Americans sort of knew this was coming. Still, the pace at which buildings of all sizes are being either built or converted into e-commerce fulfillment centers — and closer to city centers — has become a bit breathtaking. According to the commercial real estate services firm CBRE, since 2017 at least 59 projects in the U.S. have centered on converting 14 million square feet of retail space into 15.5 million square feet of industrial space, and that trend is “absolutely going to continue,” says Matthew Walaszek, an associate director of industrial and logistics research at CBRE.
Some huge portion of existing retail space is disappearing from public life. Meanwhile, remote work is simultaneously gutting office demand, the even more lucrative part of commercial real estate.
No doubt there will be wonderful new in-real-life experiences that commercial spaces provide for work and any other function. But the sector is taking massive systemic cuts and destroying landlords in one of the historically slowest moving industries in the world. This alone makes it incredibly exciting as a topic for TechCrunch to cover. The impact on startups makes the changes today profound. Will superstar cities and startub hubs retain the pull they’ve had in recent decades? Even if you want to be remote-first, what if you want to get out of the house and your team does too? What if you don’t want to live in a house, actually?
To get more answers at the bleeding edge, Kirsten Korosec and your faithful correspondent did a fresh survey of 9 of the top investors in real estate and proptech (based on our TechCrunch List and other research). Extra Crunch readers can check out what they think will happen to startups soon in the middle of pandemic changes, and where they see proptech going along with the rest of the trends longer term. Here’s one of my favorite excerpts, from Brad Greiwe of Fifth Wall:
We don’t believe that abandonment of central business districts will remain an issue following the pandemic.
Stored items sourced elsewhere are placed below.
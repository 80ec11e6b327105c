//! Field Schema
//!
//! Declarative table describing how each raw form field maps onto the
//! feature record: interpretation kind, rescaling constants, and default.
//! The table drives a single generic transform loop in `normalize`.

/// How a raw field is interpreted and encoded.
#[derive(Debug, Clone, Copy)]
pub enum FieldKind {
    /// Text pass-through with a default label
    Text { default: &'static str },
    /// 0/1 indicator derived from a text field: 0 when the raw value equals
    /// `zero_label`, 1 otherwise
    Indicator {
        zero_label: &'static str,
        default: &'static str,
    },
    /// Numeric pass-through, absent takes `default`
    Numeric { default: f64 },
    /// Linear rescale `(raw - offset) / scale`, absent takes `default`.
    /// Defaults are chosen so the rescaled default is a valid in-range value.
    Scalar {
        offset: f64,
        scale: f64,
        default: f64,
    },
    /// 1 iff "yes" / "1" / true, otherwise 0
    Binary,
    /// One 0/1 output column per category, named `{field}_{category}`
    OneHot { categories: &'static [&'static str] },
}

/// One row of the schema table.
#[derive(Debug, Clone, Copy)]
pub struct FieldSpec {
    /// Output field name (column prefix for one-hot families)
    pub name: &'static str,
    /// Raw form field this is read from
    pub raw_key: &'static str,
    pub kind: FieldKind,
}

impl FieldSpec {
    const fn scalar(name: &'static str, offset: f64, scale: f64, default: f64) -> Self {
        Self {
            name,
            raw_key: name,
            kind: FieldKind::Scalar {
                offset,
                scale,
                default,
            },
        }
    }

    const fn numeric(name: &'static str) -> Self {
        Self {
            name,
            raw_key: name,
            kind: FieldKind::Numeric { default: 0.0 },
        }
    }

    const fn binary(name: &'static str) -> Self {
        Self {
            name,
            raw_key: name,
            kind: FieldKind::Binary,
        }
    }

    const fn one_hot(name: &'static str, categories: &'static [&'static str]) -> Self {
        Self {
            name,
            raw_key: name,
            kind: FieldKind::OneHot { categories },
        }
    }
}

/// Job categories shared by the mother's and father's job fields
pub const JOB_CATEGORIES: &[&str] = &["at_home", "health", "other", "services", "teacher"];

/// Reasons for choosing the school
pub const REASON_CATEGORIES: &[&str] = &["course", "home", "other", "reputation"];

/// Guardian categories
pub const GUARDIAN_CATEGORIES: &[&str] = &["father", "mother", "other"];

/// The full field table, in output column order.
///
/// Scale constants come from the documented dataset domains: age 15-22,
/// parental education 0-4, travel/study time 1-4, failures 0-4, the 1-5
/// rating scales, and absences 0-93.
pub const SCHEMA: &[FieldSpec] = &[
    FieldSpec {
        name: "subject",
        raw_key: "subject",
        kind: FieldKind::Text {
            default: "mathematics",
        },
    },
    FieldSpec {
        name: "gender",
        raw_key: "gender",
        kind: FieldKind::Text { default: "female" },
    },
    FieldSpec {
        name: "sex",
        raw_key: "gender",
        kind: FieldKind::Indicator {
            zero_label: "female",
            default: "female",
        },
    },
    FieldSpec::numeric("school"),
    FieldSpec::scalar("age", 15.0, 7.0, 15.0),
    FieldSpec::numeric("address"),
    FieldSpec::numeric("famsize"),
    FieldSpec::numeric("Pstatus"),
    FieldSpec::scalar("Medu", 0.0, 4.0, 0.0),
    FieldSpec::scalar("Fedu", 0.0, 4.0, 0.0),
    FieldSpec::scalar("traveltime", 1.0, 3.0, 1.0),
    FieldSpec::scalar("studytime", 1.0, 3.0, 1.0),
    FieldSpec::scalar("failures", 0.0, 4.0, 0.0),
    FieldSpec::binary("schoolsup"),
    FieldSpec::binary("famsup"),
    FieldSpec::binary("paid"),
    FieldSpec::binary("activities"),
    FieldSpec::binary("nursery"),
    FieldSpec::binary("higher"),
    FieldSpec::binary("internet"),
    FieldSpec::binary("romantic"),
    FieldSpec::scalar("famrel", 1.0, 4.0, 1.0),
    FieldSpec::scalar("freetime", 1.0, 4.0, 1.0),
    FieldSpec::scalar("goout", 1.0, 4.0, 1.0),
    FieldSpec::scalar("Dalc", 1.0, 4.0, 1.0),
    FieldSpec::scalar("Walc", 1.0, 4.0, 1.0),
    FieldSpec::scalar("health", 1.0, 4.0, 1.0),
    FieldSpec::scalar("absences", 0.0, 93.0, 0.0),
    FieldSpec::one_hot("Mjob", JOB_CATEGORIES),
    FieldSpec::one_hot("Fjob", JOB_CATEGORIES),
    FieldSpec::one_hot("reason", REASON_CATEGORIES),
    FieldSpec::one_hot("guardian", GUARDIAN_CATEGORIES),
];

/// Fields that must be present in every record. Absence after normalization
/// signals a defaulting bug upstream, not bad user input.
pub const REQUIRED_FIELDS: &[&str] = &[
    "subject",
    "gender",
    "sex",
    "school",
    "age",
    "address",
    "famsize",
    "Pstatus",
    "Medu",
    "Fedu",
    "traveltime",
    "studytime",
    "failures",
    "schoolsup",
    "famsup",
    "paid",
    "activities",
    "nursery",
    "higher",
    "internet",
    "romantic",
    "famrel",
    "freetime",
    "goout",
    "Dalc",
    "Walc",
    "health",
    "absences",
];

/// Fields whose value must lie in [0, 1] inclusive after normalization
pub const NORMALIZED_FIELDS: &[&str] = &[
    "age",
    "Medu",
    "Fedu",
    "traveltime",
    "studytime",
    "failures",
    "absences",
    "famrel",
    "freetime",
    "goout",
    "Dalc",
    "Walc",
    "health",
    "Avgalc",
    "Bum",
];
Because the concentration of startup and entrepreneurial activity occurring in cities such as San Francisco and New York is on the decline, we can expect smaller metro areas throughout the U.S. to benefit from a surge in innovation, and the pandemic only stands to accelerate this trend, with many entrepreneurs and knowledge workers having already discovered the benefits of remote work and life outside of high-density areas. While this will not alter our investment strategy, we’re spending time with the office landlords in our network considering alternative spaces for work (e.g., flexible workplace solutions, flex passes, smaller and scattered HQs, cross-purpose retail and dynamic food venues), advances in collaboration technology and the ways in which physical assets can accommodate strong connectivity.
Stay tuned for part two of survey responses coming next week, looking at specific trends that investors are seeing now, like the ongoing growth of coliving.
As markets adjust to Softbank, will we see a slowdown in tech IPOs?
In addition to the numerous other reasons for real and unreal enthusiasm in the stock market, Softbank has been buying up huge shares of tech stocks, and propelling the market further upwards — until this information become clearer in the last few days and the market dropped below what had been surprising peaks. Here’s Alex Wilhelm summing up how the week ended and what’s next:
Tech stocks are taking the worst hits. And inside of tech stocks, SaaS and cloud stocks are enduring even bigger declines. As we’ve noted that some tech shares have taken lumps when their growth has underwhelmed investors, perhaps we’re seeing the entire SaaS sector see their growth expectations slip?
Bulls may say that the above declines are merely a few weeks’ gains and that the accelerated digital transformation is still a key tailwind for SaaS. Bears may say that this is the start of a real correction in the value of tech shares that had become simply too expensive for their fundamentals. What we can say with confidence is that software shares are in a technical correction, and other equities cohorts that we care about are not far behind.
Monday is an off day for stocks. Let’s see what happens Tuesday and if the bleeding stops or simply keeps on letting.
With this update in mind, here’s our ongoing coverage of the busy return (to date) of the IPO market after the pandemic:
The IPO parade continues as Wish files, Bumble targets an eventual debut
What happens when public SaaS companies don’t meet heightened investor expectations?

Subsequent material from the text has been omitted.